Speaker to discuss Nelson Mandela’s legacy

Photo via Emanuele Bertuccelli on Flickr Creative Commons

Drawing on his moments with Nelson Mandela, South African politician Wilmot James will present a talk that tells the story of Mandela’s efforts at improving lives and building a nation.

The talk will take place at 4:30 p.m. Tuesday in the third-floor conference room of the Richter Library.

James is South Africa’s Shadow Minister for Health and is the Federal Chairperson of the Democratic Alliance Party.

Mandela was a member of the African National Congress, South Africa’s current governing social democratic political party. He fought for the rights of black people in South Africa and for the end of apartheid, a system of racial segregation in the country.

After the end of apartheid between the years of 1991 and 1993, Mandela became the first democratically elected president of South Africa in 1994 at the age of 75. He died on Dec. 5, 2013 at the age of 95.

Twenty years after the birth of democracy in South Africa in 1994, James will talk about how some aspects of Mandela’s legacy are enduring and others are not, and he will present an analysis of why the modern history of South Africa turned out the way it did.

University of Miami junior Carla Botha grew up in the northern province of Limpopo as a child during the time of apartheid in South Africa.
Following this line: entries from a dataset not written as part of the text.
//! Penalty grids
//!
//! A penalty grid is the sequence of regularization strengths a path is computed on. Grids
//! are conventionally spaced evenly in log-space, like `numpy.logspace`.
use ndarray::Array1;

#[cfg(feature = "serde")]
use serde_crate::{Deserialize, Serialize};

use crate::dataset::Float;
use crate::error::{Error, Result};

/// Strictly increasing sequence of strictly positive penalty strengths
///
/// The invariants are checked on construction, a `PenaltyGrid` is never empty.
#[cfg_attr(
    feature = "serde",
    derive(Serialize, Deserialize),
    serde(crate = "serde_crate")
)]
#[derive(Debug, Clone, PartialEq)]
pub struct PenaltyGrid<F> {
    values: Array1<F>,
}

impl<F: Float> PenaltyGrid<F> {
    /// Generate `count` penalties evenly spaced in log-space between `10^start_exponent` and
    /// `10^end_exponent`, both ends included
    ///
    /// ```rust
    /// use regpath::PenaltyGrid;
    ///
    /// let grid = PenaltyGrid::<f64>::generate(-2.0, 6.0, 100)?;
    /// assert_eq!(grid.len(), 100);
    /// # Ok::<(), regpath::Error>(())
    /// ```
    pub fn generate(start_exponent: F, end_exponent: F, count: usize) -> Result<Self> {
        Self::generate_with_base(start_exponent, end_exponent, count, F::cast(10.0))
    }

    /// Generate `count` penalties evenly spaced in log-space between `base^start_exponent`
    /// and `base^end_exponent`, both ends included
    ///
    /// # Errors
    ///
    /// Returns `InvalidArgument` if `count` is zero, `base` is not a finite number larger than
    /// one, an exponent is not finite, or `start_exponent >= end_exponent` for more than a
    /// single grid point.
    pub fn generate_with_base(
        start_exponent: F,
        end_exponent: F,
        count: usize,
        base: F,
    ) -> Result<Self> {
        if count < 1 {
            return Err(Error::InvalidArgument(
                "penalty grid needs at least one value".to_string(),
            ));
        }
        if !base.is_finite() || base <= F::one() {
            return Err(Error::InvalidArgument(format!(
                "grid base should be finite and larger than one, but is {}",
                base
            )));
        }
        if !start_exponent.is_finite() || !end_exponent.is_finite() {
            return Err(Error::InvalidArgument(format!(
                "grid exponents should be finite, but are {} and {}",
                start_exponent, end_exponent
            )));
        }
        if count > 1 && start_exponent >= end_exponent {
            return Err(Error::InvalidArgument(format!(
                "start exponent {} should be smaller than end exponent {}",
                start_exponent, end_exponent
            )));
        }

        let mut values = Array1::logspace(base, start_exponent, end_exponent, count);
        // pin both ends, the accumulated linspace step may miss the upper one
        values[0] = base.powf(start_exponent);
        if count > 1 {
            values[count - 1] = base.powf(end_exponent);
        }

        Self::from_values(values.to_vec())
    }

    /// Construct a grid from explicit penalty values
    ///
    /// # Errors
    ///
    /// Returns `EmptyInput` for an empty vector and `InvalidArgument` if any value is not
    /// finite and strictly positive, or the values are not strictly increasing.
    pub fn from_values(values: Vec<F>) -> Result<Self> {
        if values.is_empty() {
            return Err(Error::EmptyInput);
        }
        if let Some(v) = values.iter().find(|v| !v.is_finite() || **v <= F::zero()) {
            return Err(Error::InvalidArgument(format!(
                "penalty strengths must be finite and positive, but got {}",
                v
            )));
        }
        if let Some(w) = values.windows(2).find(|w| w[0] >= w[1]) {
            return Err(Error::InvalidArgument(format!(
                "penalty grid must be strictly increasing, but {} is followed by {}",
                w[0], w[1]
            )));
        }

        Ok(PenaltyGrid {
            values: Array1::from(values),
        })
    }

    pub fn len(&self) -> usize {
        self.values.len()
    }

    /// Always `false`, grids hold at least one value
    pub fn is_empty(&self) -> bool {
        self.values.is_empty()
    }

    pub fn values(&self) -> &Array1<F> {
        &self.values
    }

    pub fn as_slice(&self) -> &[F] {
        // owned, contiguous and in standard layout
        self.values.as_slice().unwrap_or(&[])
    }

    pub fn iter(&self) -> impl Iterator<Item = &F> + '_ {
        self.values.iter()
    }

    pub fn get(&self, index: usize) -> Option<F> {
        self.values.get(index).copied()
    }

    /// Smallest penalty of the grid
    pub fn first(&self) -> F {
        self.values[0]
    }

    /// Largest penalty of the grid
    pub fn last(&self) -> F {
        self.values[self.values.len() - 1]
    }
}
She and her family later moved to the city of Johannesburg before she came to live in the United States in 2009.

She described her family as white middle class South African citizens with all the middle class privileges.
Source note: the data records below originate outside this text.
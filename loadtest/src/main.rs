use goose::prelude::*;
use rand::Rng;

/// Load testing suite for the image proxy.
///
/// Traffic mix:
/// - preset requests against one object, re-signed every time (cache hits
///   once the first variant is stored)
/// - custom widths (cache misses, full fetch + transform)
/// - the health endpoint
///
/// The source object must live on an allowlisted origin; override it with
/// `LOADTEST_SOURCE_URL`.
///
/// # Usage
/// ```bash
/// cd loadtest
/// LOADTEST_SOURCE_URL=https://prod-files-secure.s3.us-west-2.amazonaws.com/ws/photo.jpg \
///   cargo run --release -- --host http://localhost:8080 --users 10 --hatch-rate 2 --run-time 60s
/// ```
///
/// # Performance Targets
/// - Cache hits: <20ms p95 latency
/// - Cache misses: <400ms p95 latency
/// - Error rate: <1%

const DEFAULT_SOURCE: &str = "https://prod-files-secure.s3.us-west-2.amazonaws.com/loadtest/sample.jpg";
const PRESETS: [&str; 4] = ["thumbnail", "small", "medium", "large"];

#[tokio::main]
async fn main() -> Result<(), GooseError> {
    GooseAttack::initialize()?
        .register_scenario(
            scenario!("CachePerformance")
                .register_transaction(transaction!(cached_preset).set_weight(15)?)
                .register_transaction(transaction!(uncached_width).set_weight(5)?)
        )
        .register_scenario(
            scenario!("Availability")
                .register_transaction(transaction!(health_check).set_weight(1)?)
        )
        .execute()
        .await?;

    Ok(())
}

fn source_url() -> String {
    std::env::var("LOADTEST_SOURCE_URL").unwrap_or_else(|_| DEFAULT_SOURCE.to_string())
}

/// Appends a fresh fake SigV4 signature, the way the origin hands out a new
/// URL for the same object on every page load.
fn resigned(source: &str) -> String {
    let now = chrono::Utc::now();
    let signature: u64 = rand::thread_rng().gen();
    let sep = if source.contains('?') { '&' } else { '?' };
    format!(
        "{source}{sep}X-Amz-Algorithm=AWS4-HMAC-SHA256&X-Amz-Date={}&X-Amz-Expires=3600&X-Amz-Signature={:016x}",
        now.format("%Y%m%dT%H%M%SZ"),
        signature
    )
}

fn img_path(params: &[(&str, &str)]) -> String {
    let query = serde_urlencoded::to_string(params).unwrap_or_default();
    format!("/img?{query}")
}

/// Same object and preset each time, so only the first request misses.
async fn cached_preset(user: &mut GooseUser) -> TransactionResult {
    // Build the path before awaiting; the rng is not Send.
    let path = {
        let preset = PRESETS[rand::thread_rng().gen_range(0..PRESETS.len())];
        img_path(&[("url", resigned(&source_url()).as_str()), ("size", preset)])
    };
    let _goose = user.get(&path).await?;
    Ok(())
}

/// Random custom width, which almost always produces a new variant.
async fn uncached_width(user: &mut GooseUser) -> TransactionResult {
    let path = {
        let width = rand::thread_rng().gen_range(100..2000).to_string();
        img_path(&[("url", resigned(&source_url()).as_str()), ("w", width.as_str()), ("q", "85")])
    };
    let _goose = user.get(&path).await?;
    Ok(())
}

async fn health_check(user: &mut GooseUser) -> TransactionResult {
    let _goose = user.get("/health").await?;
    Ok(())
}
“We had a car … I was privileged to go to school,” Botha said. “We had running water.”

Her father experienced negative consequences due to his racial background after Mandela was elected president, she said.
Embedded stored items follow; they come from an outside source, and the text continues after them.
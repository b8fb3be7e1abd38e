use crate::config::ProxyConfig;
use crate::source::signature_expiry;
use async_trait::async_trait;
use bytes::{Bytes, BytesMut};
use futures::StreamExt;
use mime::Mime;
use reqwest::Client;
use std::time::Duration;
use thiserror::Error;

/// One client identity to present to the origin.
#[derive(Debug, Clone, Copy)]
pub struct FetchProfile {
    pub label: &'static str,
    pub headers: &'static [(&'static str, &'static str)],
}

/// Profiles tried in order until one succeeds. Some signed-URL origins answer
/// differently depending on referrer and user agent, so the sequence moves
/// from a full browser identity down to no headers at all.
pub const FETCH_PROFILES: &[FetchProfile] = &[
    FetchProfile {
        label: "browser",
        headers: &[
            (
                "User-Agent",
                "Mozilla/5.0 (Windows NT 10.0; Win64; x64) AppleWebKit/537.36 (KHTML, like Gecko) Chrome/124.0.0.0 Safari/537.36",
            ),
            ("Accept", "image/avif,image/webp,image/apng,image/*,*/*;q=0.8"),
            ("Accept-Language", "en-US,en;q=0.9"),
            ("Referer", "https://www.notion.so/"),
            ("Sec-Fetch-Dest", "image"),
            ("Sec-Fetch-Mode", "no-cors"),
            ("Sec-Fetch-Site", "cross-site"),
        ],
    },
    FetchProfile {
        label: "browser-alt",
        headers: &[
            (
                "User-Agent",
                "Mozilla/5.0 (Macintosh; Intel Mac OS X 14_4) AppleWebKit/605.1.15 (KHTML, like Gecko) Version/17.4 Safari/605.1.15",
            ),
            ("Accept", "image/webp,image/png,image/*;q=0.8,*/*;q=0.5"),
        ],
    },
    FetchProfile {
        label: "http-client",
        headers: &[
            ("User-Agent", concat!("image-proxy/", env!("CARGO_PKG_VERSION"))),
            ("Accept", "*/*"),
        ],
    },
    FetchProfile { label: "bare", headers: &[] },
];

#[derive(Debug, Clone, Error, PartialEq, Eq)]
pub enum AttemptError {
    #[error("upstream status {0}")]
    Status(u16),
    #[error("timed out after {0:?}")]
    Timeout(Duration),
    #[error("not an image: {0}")]
    NotImage(String),
    #[error("input exceeds {0} byte limit")]
    TooLarge(usize),
    #[error("network error: {0}")]
    Network(String),
}

#[derive(Debug, Clone, Error, PartialEq, Eq)]
pub enum FetchError {
    #[error("all {} fetch profiles failed", .0.len())]
    Exhausted(Vec<(&'static str, AttemptError)>),
}

#[derive(Debug, Clone)]
pub struct FetchedImage {
    pub bytes: Bytes,
    /// Declared `Content-Type`, empty when the origin sent none.
    pub content_type: String,
    /// Label of the profile that succeeded.
    pub profile: &'static str,
}

/// Source of upstream image bytes.
#[async_trait]
pub trait SourceFetcher: Send + Sync {
    async fn fetch(&self, url: &str) -> Result<FetchedImage, FetchError>;
}

pub struct RetryFetcher {
    client: Client,
    profiles: Vec<FetchProfile>,
    attempt_timeout: Duration,
    max_input_size: usize,
}

impl RetryFetcher {
    pub fn new(config: &ProxyConfig) -> Result<Self, reqwest::Error> {
        Self::with_profiles(config, FETCH_PROFILES.to_vec())
    }

    pub fn with_profiles(config: &ProxyConfig, profiles: Vec<FetchProfile>) -> Result<Self, reqwest::Error> {
        let client = Client::builder()
            .connect_timeout(config.attempt_timeout)
            .pool_idle_timeout(Duration::from_secs(90))
            .build()?;
        Ok(Self {
            client,
            profiles,
            attempt_timeout: config.attempt_timeout,
            max_input_size: config.max_input_size,
        })
    }

    /// Logs when a signed URL already looks expired. Advisory only: clock skew
    /// or a misread parameter must not stop the fetch.
    fn warn_if_expired(url: &str) {
        let Ok(parsed) = url::Url::parse(url) else { return };
        if let Some(expiry) = signature_expiry(&parsed) {
            let now = time::OffsetDateTime::now_utc();
            if expiry < now {
                tracing::warn!(
                    "Signed URL appears expired ({}s ago), fetching anyway: {}",
                    (now - expiry).whole_seconds(),
                    url
                );
            }
        }
    }

    /// Performs a single request with one profile's headers.
    ///
    /// Validation order:
    /// 1. HTTP status must be 2xx
    /// 2. Content-Type must be `image/*` or `application/octet-stream` when
    ///    parseable; a missing type passes and is sniffed later
    /// 3. Content-Length must not exceed `max_input_size`
    /// 4. The streamed body is cut off as soon as it passes the limit
    ///
    /// # Security
    /// The streaming check holds even when Content-Length is absent or lies,
    /// so a hostile origin cannot make the proxy buffer more than the limit.
    ///
    /// # Errors
    /// One [`AttemptError`] describing why this profile failed.
    async fn attempt(&self, url: &str, profile: &FetchProfile) -> Result<FetchedImage, AttemptError> {
        let mut request = self.client.get(url);
        for (name, value) in profile.headers {
            request = request.header(*name, *value);
        }

        let resp = request
            .send()
            .await
            .map_err(|e| AttemptError::Network(e.to_string()))?;

        if !resp.status().is_success() {
            return Err(AttemptError::Status(resp.status().as_u16()));
        }

        let ct = resp
            .headers()
            .get(reqwest::header::CONTENT_TYPE)
            .and_then(|v| v.to_str().ok())
            .unwrap_or("")
            .to_string();

        // Unparseable or missing types pass; the pipeline sniffs the bytes.
        if let Ok(m) = ct.parse::<Mime>() {
            if m.type_() != mime::IMAGE && m.essence_str() != "application/octet-stream" {
                return Err(AttemptError::NotImage(ct));
            }
        }

        if let Some(len) = resp.content_length() {
            if len as usize > self.max_input_size {
                return Err(AttemptError::TooLarge(self.max_input_size));
            }
        }

        let mut buf = BytesMut::with_capacity(8192);
        let mut stream = resp.bytes_stream();
        while let Some(chunk) = stream
            .next()
            .await
            .transpose()
            .map_err(|e| AttemptError::Network(e.to_string()))?
        {
            if buf.len() + chunk.len() > self.max_input_size {
                return Err(AttemptError::TooLarge(self.max_input_size));
            }
            buf.extend_from_slice(&chunk);
        }

        Ok(FetchedImage { bytes: buf.freeze(), content_type: ct, profile: profile.label })
    }
}

#[async_trait]
impl SourceFetcher for RetryFetcher {
    /// Tries each profile once, in order, each under its own timeout.
    ///
    /// The first success wins. An expired-looking signature only logs a
    /// warning before the first attempt.
    ///
    /// # Errors
    /// `FetchError::Exhausted` carrying every profile's failure, in the order
    /// they were tried. Callers treat this as recoverable.
    async fn fetch(&self, url: &str) -> Result<FetchedImage, FetchError> {
        Self::warn_if_expired(url);

        let mut failures = Vec::with_capacity(self.profiles.len());
        for profile in &self.profiles {
            let outcome = tokio::time::timeout(self.attempt_timeout, self.attempt(url, profile))
                .await
                .unwrap_or(Err(AttemptError::Timeout(self.attempt_timeout)));

            match outcome {
                Ok(image) => {
                    tracing::info!(
                        "Fetched {} bytes via profile={} after {} failed attempts",
                        image.bytes.len(),
                        profile.label,
                        failures.len()
                    );
                    return Ok(image);
                }
                Err(e) => {
                    tracing::warn!("Fetch attempt profile={} failed for {}: {}", profile.label, url, e);
                    failures.push((profile.label, e));
                }
            }
        }

        tracing::error!("All {} fetch profiles failed for {}", failures.len(), url);
        Err(FetchError::Exhausted(failures))
    }
}

#[cfg(test)]
mod tests {
    use super::*;

    #[test]
    fn profiles_degrade_to_bare() {
        let labels: Vec<_> = FETCH_PROFILES.iter().map(|p| p.label).collect();
        assert_eq!(labels, ["browser", "browser-alt", "http-client", "bare"]);
        assert!(FETCH_PROFILES.last().unwrap().headers.is_empty());
        assert!(FETCH_PROFILES[0].headers.iter().any(|(k, _)| *k == "Referer"));
    }

    #[test]
    fn exhausted_error_counts_attempts() {
        let err = FetchError::Exhausted(vec![
            ("browser", AttemptError::Status(403)),
            ("bare", AttemptError::Timeout(Duration::from_secs(1))),
        ]);
        assert_eq!(err.to_string(), "all 2 fetch profiles failed");
    }
}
She explained that soon after Mandela took office, her father lost his job because he was a white male.

“He struggled for two years to find a job just because he was a white male, and white males were seen as the enemy because it was the white males that put Mandela in jail back then,” Botha said.

She still sees things falling apart in the country.

“At this current stage, our country isn’t able to supply enough electricity to the citizens of South Africa,” Botha said. “Gas prices are higher than the prices in America, which is ridiculous because [South Africa] is a third world country.”

Botha said there are also still issues of racial relations between white and black people in South Africa.

“It’s 20 years later and it’s still very racist,” she said. “If you look at America when America came out of racism, [South Africans] are in those beginning years where things are still turbulent and people are still unhappy, and things are not going well.”

Mandela’s activism in South Africa can be compared to Martin Luther King Jr.’s activism in America, Botha said.

“The masses of people, the ‘I have a dream,’ and Mandela having this dream for South Africa…there are a lot of similarities,” she said.

Botha said that Mandela had a lot of empathy for his people and is thanked for democracy and equality laws.

“You can see it changing, but it’s still got a long, long way to go,” she said.